Your instructions
Every line in the records below that holds "started" must be identified and copied.

------------------------------------------------

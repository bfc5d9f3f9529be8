//! Qdrant vector store over its REST API.
//!
//! Speaks the plain HTTP surface (`/collections/...`) rather than a vendor
//! SDK, with an explicit request timeout on the client so a wedged store
//! bounds the duration of any job that touches it.

use async_trait::async_trait;
use reqwest::StatusCode;
use serde::Deserialize;
use tracing::debug;

use super::{DistanceMetric, PointPayload, RetrievalResult, ScoredPoint, VectorStore};
use crate::config::QdrantConfig;
use crate::types::RagError;

/// Vector store backed by a Qdrant instance.
pub struct QdrantVectorStore {
    client: reqwest::Client,
    base_url: String,
}

#[derive(Deserialize)]
struct SearchResponse {
    #[serde(default)]
    result: Vec<SearchHit>,
}

#[derive(Deserialize)]
struct SearchHit {
    id: serde_json::Value,
    score: f32,
    #[serde(default)]
    payload: Option<PayloadBody>,
}

#[derive(Deserialize, Default)]
struct PayloadBody {
    #[serde(default)]
    text: String,
    #[serde(default)]
    source: String,
}

#[derive(Deserialize)]
struct CountResponse {
    result: CountBody,
}

#[derive(Deserialize)]
struct CountBody {
    count: usize,
}

fn transport_error(err: reqwest::Error) -> RagError {
    RagError::StoreUnavailable {
        backend: "qdrant",
        message: err.to_string(),
    }
}

impl QdrantVectorStore {
    /// Build a store client for the configured Qdrant endpoint.
    ///
    /// # Errors
    ///
    /// Returns [`RagError::Configuration`] when the HTTP client cannot be
    /// constructed.
    pub fn new(config: &QdrantConfig) -> Result<Self, RagError> {
        let client = reqwest::Client::builder()
            .timeout(config.request_timeout)
            .build()
            .map_err(|err| RagError::Configuration(format!("failed to build HTTP client: {err}")))?;
        Ok(Self {
            client,
            base_url: config.url.trim_end_matches('/').to_string(),
        })
    }

    fn collection_url(&self, name: &str) -> String {
        format!("{}/collections/{name}", self.base_url)
    }

    /// Map a non-success status to the error taxonomy: server-side trouble
    /// is retryable, anything else is a rejected request.
    async fn check(response: reqwest::Response) -> Result<reqwest::Response, RagError> {
        let status = response.status();
        if status.is_success() {
            return Ok(response);
        }
        let body = response.text().await.unwrap_or_default();
        if status.is_server_error() {
            Err(RagError::StoreUnavailable {
                backend: "qdrant",
                message: format!("{status}: {body}"),
            })
        } else {
            Err(RagError::Configuration(format!(
                "qdrant rejected request ({status}): {body}"
            )))
        }
    }
}

#[async_trait]
impl VectorStore for QdrantVectorStore {
    async fn ensure_collection(
        &self,
        name: &str,
        dimension: usize,
        metric: DistanceMetric,
    ) -> Result<(), RagError> {
        let probe = self
            .client
            .get(self.collection_url(name))
            .send()
            .await
            .map_err(transport_error)?;

        match probe.status() {
            StatusCode::NOT_FOUND => {}
            status if status.is_success() => return Ok(()),
            _ => {
                Self::check(probe).await?;
                return Ok(());
            }
        }

        let create = self
            .client
            .put(self.collection_url(name))
            .json(&serde_json::json!({
                "vectors": { "size": dimension, "distance": metric.to_string() },
            }))
            .send()
            .await
            .map_err(transport_error)?;
        Self::check(create).await?;
        debug!(collection = name, dimension, %metric, "created collection");
        Ok(())
    }

    async fn delete_collection(&self, name: &str) -> Result<(), RagError> {
        let response = self
            .client
            .delete(self.collection_url(name))
            .send()
            .await
            .map_err(transport_error)?;
        if response.status() == StatusCode::NOT_FOUND {
            return Ok(());
        }
        Self::check(response).await?;
        Ok(())
    }

    async fn upsert(
        &self,
        collection: &str,
        ids: Vec<String>,
        vectors: Vec<Vec<f32>>,
        payloads: Vec<PointPayload>,
    ) -> Result<(), RagError> {
        if ids.len() != vectors.len() || ids.len() != payloads.len() {
            return Err(RagError::LengthMismatch {
                ids: ids.len(),
                vectors: vectors.len(),
                payloads: payloads.len(),
            });
        }
        if ids.is_empty() {
            return Ok(());
        }

        let points: Vec<serde_json::Value> = ids
            .into_iter()
            .zip(vectors)
            .zip(payloads)
            .map(|((id, vector), payload)| {
                serde_json::json!({
                    "id": id,
                    "vector": vector,
                    "payload": { "text": payload.text, "source": payload.source },
                })
            })
            .collect();
        let count = points.len();

        let response = self
            .client
            .put(format!("{}/points?wait=true", self.collection_url(collection)))
            .json(&serde_json::json!({ "points": points }))
            .send()
            .await
            .map_err(transport_error)?;
        Self::check(response).await?;
        debug!(collection, points = count, "upserted points");
        Ok(())
    }

    async fn search(
        &self,
        collection: &str,
        query: &[f32],
        top_k: usize,
    ) -> Result<RetrievalResult, RagError> {
        if top_k == 0 {
            return Ok(RetrievalResult::default());
        }

        let response = self
            .client
            .post(format!("{}/points/search", self.collection_url(collection)))
            .json(&serde_json::json!({
                "vector": query,
                "limit": top_k,
                "with_payload": true,
            }))
            .send()
            .await
            .map_err(transport_error)?;
        let response = Self::check(response).await?;

        let body: SearchResponse = response.json().await.map_err(transport_error)?;
        let hits = body
            .result
            .into_iter()
            .map(|hit| {
                let id = match hit.id {
                    serde_json::Value::String(s) => s,
                    other => other.to_string(),
                };
                let payload = hit.payload.unwrap_or_default();
                ScoredPoint {
                    id,
                    score: hit.score,
                    payload: PointPayload::new(payload.text, payload.source),
                }
            })
            .collect();
        Ok(RetrievalResult::from_hits(hits))
    }

    async fn count(&self, collection: &str) -> Result<usize, RagError> {
        let response = self
            .client
            .post(format!("{}/points/count", self.collection_url(collection)))
            .json(&serde_json::json!({ "exact": true }))
            .send()
            .await
            .map_err(transport_error)?;
        let response = Self::check(response).await?;
        let body: CountResponse = response.json().await.map_err(transport_error)?;
        Ok(body.result.count)
    }
}
impl JobOrchestrator {
    /// Create a new [`JobOrchestratorBuilder`].
    pub fn builder() -> JobOrchestratorBuilder {
        JobOrchestratorBuilder::default()
    }

    /// The bus carrying job lifecycle events; attach sinks or subscribe
    /// here.
    pub fn event_bus(&self) -> &EventBus {
        &self.event_bus
    }

    /// Number of tracked job records (all statuses).
    pub async fn job_count(&self) -> usize {
        self.jobs.read().await.len()
    }

    /// Enqueue a request for out-of-band execution and return immediately.
    ///
    /// Each call dispatches exactly one pipeline execution; calling
    /// `submit` again with the same payload creates a distinct job.
    #[instrument(skip(self, payload), fields(kind = %payload.kind()))]
    pub async fn submit(&self, payload: JobPayload) -> JobId {
        let id = Uuid::new_v4();
        let kind = payload.kind();
        self.jobs.write().await.insert(id, JobRecord::new(id, kind));
        self.emit(id, kind, JobStatus::Pending, "job accepted");

        let jobs = Arc::clone(&self.jobs);
        let handles = Arc::clone(&self.handles);
        let ingestion = Arc::clone(&self.ingestion);
        let query = Arc::clone(&self.query);
        let sender = self.sender.clone();
        let execution_timeout = self.execution_timeout;

        let join = tokio::spawn(async move {
            Self::execute(
                jobs,
                handles,
                ingestion,
                query,
                sender,
                execution_timeout,
                id,
                payload,
            )
            .await;
        });
        self.handles.lock().await.insert(id, join.abort_handle());
        // The task may have finished before its handle was registered; drop
        // the stale handle so the table only tracks live jobs.
        if self
            .jobs
            .read()
            .await
            .get(&id)
            .is_none_or(|record| record.status.is_terminal())
        {
            self.handles.lock().await.remove(&id);
        }
        id
    }

    /// Current status of a job.
    pub async fn status(&self, job_id: JobId) -> Result<JobStatus, OrchestratorError> {
        self.jobs
            .read()
            .await
            .get(&job_id)
            .map(|record| record.status)
            .ok_or(OrchestratorError::JobNotFound(job_id))
    }

    /// Full snapshot of a job record.
    pub async fn snapshot(&self, job_id: JobId) -> Result<JobRecord, OrchestratorError> {
        self.jobs
            .read()
            .await
            .get(&job_id)
            .cloned()
            .ok_or(OrchestratorError::JobNotFound(job_id))
    }

    /// Poll a job until it reaches a terminal status or the wait gives up.
    ///
    /// Returns the job result on `Succeeded`. `Failed`, `Cancelled`, and a
    /// job-side execution deadline all surface as
    /// [`OrchestratorError::JobFailed`] carrying the recorded reason.
    /// [`OrchestratorError::JobTimedOut`] means only that *this wait*
    /// elapsed — the job keeps executing and can be re-polled.
    #[instrument(skip(self, options), fields(job_id = %job_id), err)]
    pub async fn await_result(
        &self,
        job_id: JobId,
        options: AwaitOptions,
    ) -> Result<JobResult, OrchestratorError> {
        let started = Instant::now();
        let mut cancel = options.cancel;

        loop {
            {
                let jobs = self.jobs.read().await;
                let record = jobs
                    .get(&job_id)
                    .ok_or(OrchestratorError::JobNotFound(job_id))?;
                match record.status {
                    JobStatus::Succeeded => {
                        return record.result.clone().ok_or(OrchestratorError::JobFailed {
                            job_id,
                            reason: "job succeeded but its result is missing".to_string(),
                        });
                    }
                    JobStatus::Failed | JobStatus::Cancelled | JobStatus::TimedOut => {
                        let reason = record
                            .error
                            .clone()
                            .unwrap_or_else(|| record.status.to_string());
                        return Err(OrchestratorError::JobFailed { job_id, reason });
                    }
                    JobStatus::Pending | JobStatus::Running => {}
                }
            }

            let waited = started.elapsed();
            if waited >= options.timeout {
                return Err(OrchestratorError::JobTimedOut { job_id, waited });
            }
            let nap = options.poll_interval.min(options.timeout - waited);
            match cancel.as_mut() {
                Some(token) => {
                    tokio::select! {
                        _ = sleep(nap) => {}
                        _ = token.cancelled() => {
                            return Err(OrchestratorError::WaitCancelled(job_id));
                        }
                    }
                }
                None => sleep(nap).await,
            }
        }
    }

    /// Cancel a pending or running job.
    ///
    /// Returns `true` when the job was cancelled by this call, `false` when
    /// it had already reached a terminal status.
    pub async fn cancel(&self, job_id: JobId) -> Result<bool, OrchestratorError> {
        let kind = {
            let mut jobs = self.jobs.write().await;
            let record = jobs
                .get_mut(&job_id)
                .ok_or(OrchestratorError::JobNotFound(job_id))?;
            if !record.transition(JobStatus::Cancelled) {
                return Ok(false);
            }
            record.error = Some("cancelled by caller".to_string());
            record.kind
        };
        if let Some(handle) = self.handles.lock().await.remove(&job_id) {
            handle.abort();
        }
        self.emit(job_id, kind, JobStatus::Cancelled, "cancelled by caller");
        Ok(true)
    }

    /// Remove terminal job records whose completion is older than
    /// `older_than`. Returns the number of records reclaimed.
    pub async fn reclaim_finished(&self, older_than: Duration) -> usize {
        let Ok(delta) = chrono::Duration::from_std(older_than) else {
            return 0;
        };
        let Some(cutoff) = chrono::Utc::now().checked_sub_signed(delta) else {
            return 0;
        };
        let mut jobs = self.jobs.write().await;
        let before = jobs.len();
        jobs.retain(|_, record| {
            !(record.status.is_terminal()
                && record.finished_at.is_some_and(|finished| finished < cutoff))
        });
        let reclaimed = before - jobs.len();
        if reclaimed > 0 {
            debug!(reclaimed, "reclaimed finished job records");
        }
        reclaimed
    }

    fn emit(&self, id: JobId, kind: JobKind, status: JobStatus, message: &str) {
        Self::emit_with(&self.sender, id, kind, status, message);
    }

    fn emit_with(
        sender: &flume::Sender<Event>,
        id: JobId,
        kind: JobKind,
        status: JobStatus,
        message: &str,
    ) {
        if sender.send(Event::job(id, kind, status, message)).is_err() {
            debug!(job_id = %id, "event bus receiver gone, dropping job event");
        }
    }

    /// Body of the spawned per-job task.
    #[allow(clippy::too_many_arguments)]
    async fn execute(
        jobs: JobTable,
        handles: HandleTable,
        ingestion: Arc<IngestionPipeline>,
        query: Arc<QueryPipeline>,
        sender: flume::Sender<Event>,
        execution_timeout: Option<Duration>,
        id: JobId,
        payload: JobPayload,
    ) {
        let kind = payload.kind();

        // A cancel that raced the dispatch wins; do not run the pipeline.
        let dispatched = {
            let mut table = jobs.write().await;
            table
                .get_mut(&id)
                .is_some_and(|record| record.transition(JobStatus::Running))
        };
        if !dispatched {
            handles.lock().await.remove(&id);
            return;
        }
        Self::emit_with(&sender, id, kind, JobStatus::Running, "dispatched");

        let run = async {
            match payload {
                JobPayload::IngestDocument { document } => {
                    ingestion.ingest(&document).await.map(JobResult::Ingest)
                }
                JobPayload::Query { question, top_k } => {
                    query.query(&question, top_k).await.map(JobResult::Query)
                }
            }
        };

        let outcome: Option<Result<JobResult, RagError>> = match execution_timeout {
            Some(deadline) => timeout(deadline, run).await.ok(),
            None => Some(run.await),
        };

        let mut table = jobs.write().await;
        if let Some(record) = table.get_mut(&id) {
            match outcome {
                Some(Ok(result)) => {
                    if record.transition(JobStatus::Succeeded) {
                        record.result = Some(result);
                        Self::emit_with(&sender, id, kind, JobStatus::Succeeded, "completed");
                    }
                }
                Some(Err(err)) => {
                    if record.transition(JobStatus::Failed) {
                        record.error = Some(err.to_string());
                        Self::emit_with(&sender, id, kind, JobStatus::Failed, &err.to_string());
                    }
                }
                None => {
                    if record.transition(JobStatus::TimedOut) {
                        record.error = Some("execution deadline exceeded".to_string());
                        Self::emit_with(
                            &sender,
                            id,
                            kind,
                            JobStatus::TimedOut,
                            "execution deadline exceeded",
                        );
                    }
                }
            }
        }
        drop(table);
        handles.lock().await.remove(&id);
    }
}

------------------------------------------------

Solution for this problem
        let started = Instant::now();
            let waited = started.elapsed();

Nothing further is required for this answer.